INTRODUCTION: Limited information exists on gender-related differences in the safety and efficacy of non-vitamin K antagonist oral anticoagulants (NOACs).

AIM OF THE STUDY: To assess the safety and efficacy of direct oral anticoagulants (DOACs)/NOACs in men and women pooling data from randomized controlled trials on the prevention of stroke and systemic embolism in patients with nonvalvular atrial fibrillation (AF) and on the acute and extended treatment of venous thromboembolism (VTE).

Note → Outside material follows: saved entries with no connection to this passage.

use anyhow::{Context, Result};
use std::path::PathBuf;
use tracing::{info, warn};

use crate::cli::config::CrawlerConfig;
use crate::crawler::controller::CrawlerController;

/// Command line values that override the loaded configuration
#[derive(Debug, Default, Clone)]
pub struct CrawlOverrides {
    pub depth: Option<u32>,
    pub domains: Vec<String>,
    pub output: Option<PathBuf>,
}

impl CrawlOverrides {
    pub fn apply(self, config: &mut CrawlerConfig) {
        if let Some(depth) = self.depth {
            config.request.max_depth = depth;
        }
        for domain in self.domains {
            if !config.request.accepted_domains.contains(&domain) {
                config.request.accepted_domains.push(domain);
            }
        }
        if let Some(output) = self.output {
            config.output.items_file = output;
        }
    }
}

/// Run a crawl and print its summary
pub async fn crawl(url: String, profile: Option<String>, overrides: CrawlOverrides) -> Result<()> {
    let mut config = match &profile {
        Some(profile) => CrawlerConfig::load_profile(profile)
            .context(format!("Failed to load profile: {}", profile))?,
        None => CrawlerConfig::load_default()?,
    };
    overrides.apply(&mut config);

    let controller = CrawlerController::new(config)?;
    info!("Crawl run {} started", controller.run_id());

    let report = controller.run(&url).await?;

    println!("Run ID: {}", report.run_id);
    println!("URLs crawled: {}", report.summary.num_urls);
    println!("Items written: {} ({})", report.items_written, report.output.display());
    if !report.errors.is_empty() {
        println!("Errors: {}", report.errors.len());
        for error in report.errors.iter().take(10) {
            println!("  - {}", error);
        }
    }
    println!("{}", report.summary.to_json().context("Failed to serialize the crawl summary")?);

    Ok(())
}

/// List all available configuration profiles
pub fn list_profiles() -> Result<()> {
    let profiles = CrawlerConfig::list_profiles()?;

    println!("Available configuration profiles:");
    for profile in profiles {
        println!("  - {}", profile);
    }

    Ok(())
}

/// Show a profile, creating it from the defaults if it does not exist yet
pub fn manage_profile(profile_name: String) -> Result<()> {
    match CrawlerConfig::load_profile(&profile_name) {
        Ok(config) => {
            println!("Profile: {}", profile_name);
            println!("{}", serde_yaml::to_string(&config)?);
        }
        Err(_) => {
            warn!("Profile '{}' does not exist. Creating a default profile.", profile_name);
            let config = CrawlerConfig::default();
            config.save_as_profile(&profile_name)?;
            println!("Created default profile: {}", profile_name);
        }
    }

    Ok(())
}

/// Show the current configuration
pub fn show_config() -> Result<()> {
    let config = CrawlerConfig::load_default()?;
    println!("Current configuration:");
    println!("{}", serde_yaml::to_string(&config)?);

    Ok(())
}

#[cfg(test)]
mod tests {
    use super::*;

    #[test]
    fn test_overrides() {
        let mut config = CrawlerConfig::default();
        config.request.accepted_domains = vec!["example.com".to_string()];

        CrawlOverrides {
            depth: Some(1),
            domains: vec!["example.com".to_string(), "example.org".to_string()],
            output: Some(PathBuf::from("out/items.jsonl")),
        }
        .apply(&mut config);

        assert_eq!(config.request.max_depth, 1);
        assert_eq!(config.request.accepted_domains, vec!["example.com", "example.org"]);
        assert_eq!(config.output.items_file, PathBuf::from("out/items.jsonl"));

        CrawlOverrides::default().apply(&mut config);
        assert_eq!(config.request.max_depth, 1);
    }
}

METHODS: MEDLINE and EMBASE databases were searched up to June 2014. The efficacy outcome was defined as the prevention of stroke and systemic embolism (AF studies), or as the prevention of recurrent VTE or VTE-related death (VTE studies). The safety outcome was defined as the occurrence of major and/or clinically relevant non-major bleeding. Differences in the efficacy and safety outcomes were expressed as risk ratio (RR) with pertinent 95% confidence intervals (95% CI).

RESULTS: A total of 13 studies (> 100,000 patients) were included. DOACs appeared to have a similar efficacy and safety compared with vitamin K antagonists in female and male patients treated for nonvalvular AF and acute VTE. In the extended treatment of VTE NOACs had a RR of bleeding of 4.97 (95% CI 1.06, 23.41) in males and 1.33 (95% CI 0.63, 2.83) in females compared with placebo (subgroup difference chi-square test: 2.25, p = 0.13).

CONCLUSIONS: No gender-related difference in the efficacy and safety of NOACs in patients with AF or acute VTE was found. A trend toward an increased risk of bleeding in male patients as compared with female patients was detected in the extended treatment of VTE.